**Exercise goal:** All lines from the one that contains "Error::CacheIntegrity(msg.into())" through the final line of the entries must be repeated exactly. No other lines belong in the output.

[Dataset entries]
▶
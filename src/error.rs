use thiserror::Error;
use std::io;
use std::path::PathBuf;

#[derive(Debug, Error)]
pub enum Error {
    #[error("IO error: {0}")]
    Io(#[from] io::Error),

    #[error("Input file does not exist: {0:?}")]
    MissingInput(PathBuf),

    #[error("Invalid argument: {0}")]
    InvalidArgument(String),

    #[error("Duplicate term {term:?} on line {line} (first seen on line {first_line})")]
    DuplicateTerm {
        term: String,
        first_line: usize,
        line: usize,
    },

    #[error("Configuration error: {0}")]
    Config(String),

    #[error("Invalid parameter {name}: {message}")]
    InvalidParameter {
        name: &'static str,
        message: String,
    },

    #[error("Cache integrity error: {0}")]
    CacheIntegrity(String),

    #[error("Serialization error: {0}")]
    Serialization(String),

    #[error("JSON error: {0}")]
    Json(#[from] serde_json::Error),

    #[error("Distance matrix format error: {0}")]
    MatrixFormat(String),

    #[error("Distance {distance} between {left:?} and {right:?} does not fit in a signed byte")]
    Representation {
        distance: usize,
        left: String,
        right: String,
    },

    #[error("Thread pool error: {0}")]
    ThreadPool(String),
}

pub type Result<T> = std::result::Result<T, Error>;

impl Error {
    pub fn input<S: Into<String>>(msg: S) -> Self {
        Error::InvalidArgument(msg.into())
    }

    pub fn config<S: Into<String>>(msg: S) -> Self {
        Error::Config(msg.into())
    }

    pub fn cache<S: Into<String>>(msg: S) -> Self {
        Error::CacheIntegrity(msg.into())
    }

    pub fn matrix<S: Into<String>>(msg: S) -> Self {
        Error::MatrixFormat(msg.into())
    }

    pub fn parameter<S: Into<String>>(name: &'static str, message: S) -> Self {
        Error::InvalidParameter { name, message: message.into() }
    }

    /// Errors caused by what the user handed us, as opposed to failures
    /// while processing it.
    pub fn is_input(&self) -> bool {
        matches!(
            self,
            Error::MissingInput(_)
                | Error::InvalidArgument(_)
                | Error::DuplicateTerm { .. }
                | Error::InvalidParameter { .. }
        )
    }

    /// Process exit code for this error: 2 for input errors, 1 otherwise.
    pub fn exit_code(&self) -> u8 {
        if self.is_input() { 2 } else { 1 }
    }
}

impl From<bincode::Error> for Error {
    fn from(err: bincode::Error) -> Self {
        Error::Serialization(err.to_string())
    }
}

impl From<rayon::ThreadPoolBuildError> for Error {
    fn from(err: rayon::ThreadPoolBuildError) -> Self {
        Error::ThreadPool(format!("Thread pool build failed: {}", err))
    }
}

#[cfg(test)]
mod tests {
    use super::*;

    #[test]
    fn input_errors_exit_with_two() {
        assert_eq!(Error::input("bad").exit_code(), 2);
        assert_eq!(Error::MissingInput(PathBuf::from("x")).exit_code(), 2);
        let dup = Error::DuplicateTerm { term: "a".into(), first_line: 1, line: 3 };
        assert!(dup.is_input());
        assert_eq!(Error::cache("corrupt").exit_code(), 1);
    }

    #[test]
    fn duplicate_message_names_both_lines() {
        let dup = Error::DuplicateTerm { term: "abc".into(), first_line: 2, line: 7 };
        let msg = dup.to_string();
        assert!(msg.contains("\"abc\""));
        assert!(msg.contains("line 7"));
        assert!(msg.contains("line 2"));
    }
}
◀
**Answer to the exercise:**
        Error::CacheIntegrity(msg.into())
    }

    pub fn matrix<S: Into<String>>(msg: S) -> Self {
        Error::MatrixFormat(msg.into())
    }

    pub fn parameter<S: Into<String>>(name: &'static str, message: S) -> Self {
        Error::InvalidParameter { name, message: message.into() }
    }

    /// Errors caused by what the user handed us, as opposed to failures
    /// while processing it.
    pub fn is_input(&self) -> bool {
        matches!(
            self,
            Error::MissingInput(_)
                | Error::InvalidArgument(_)
                | Error::DuplicateTerm { .. }
                | Error::InvalidParameter { .. }
        )
    }

    /// Process exit code for this error: 2 for input errors, 1 otherwise.
    pub fn exit_code(&self) -> u8 {
        if self.is_input() { 2 } else { 1 }
    }
}

impl From<bincode::Error> for Error {
    fn from(err: bincode::Error) -> Self {
        Error::Serialization(err.to_string())
    }
}

impl From<rayon::ThreadPoolBuildError> for Error {
    fn from(err: rayon::ThreadPoolBuildError) -> Self {
        Error::ThreadPool(format!("Thread pool build failed: {}", err))
    }
}

#[cfg(test)]
mod tests {
    use super::*;

    #[test]
    fn input_errors_exit_with_two() {
        assert_eq!(Error::input("bad").exit_code(), 2);
        assert_eq!(Error::MissingInput(PathBuf::from("x")).exit_code(), 2);
        let dup = Error::DuplicateTerm { term: "a".into(), first_line: 1, line: 3 };
        assert!(dup.is_input());
        assert_eq!(Error::cache("corrupt").exit_code(), 1);
    }

    #[test]
    fn duplicate_message_names_both_lines() {
        let dup = Error::DuplicateTerm { term: "abc".into(), first_line: 2, line: 7 };
        let msg = dup.to_string();
        assert!(msg.contains("\"abc\""));
        assert!(msg.contains("line 7"));
        assert!(msg.contains("line 2"));
    }
}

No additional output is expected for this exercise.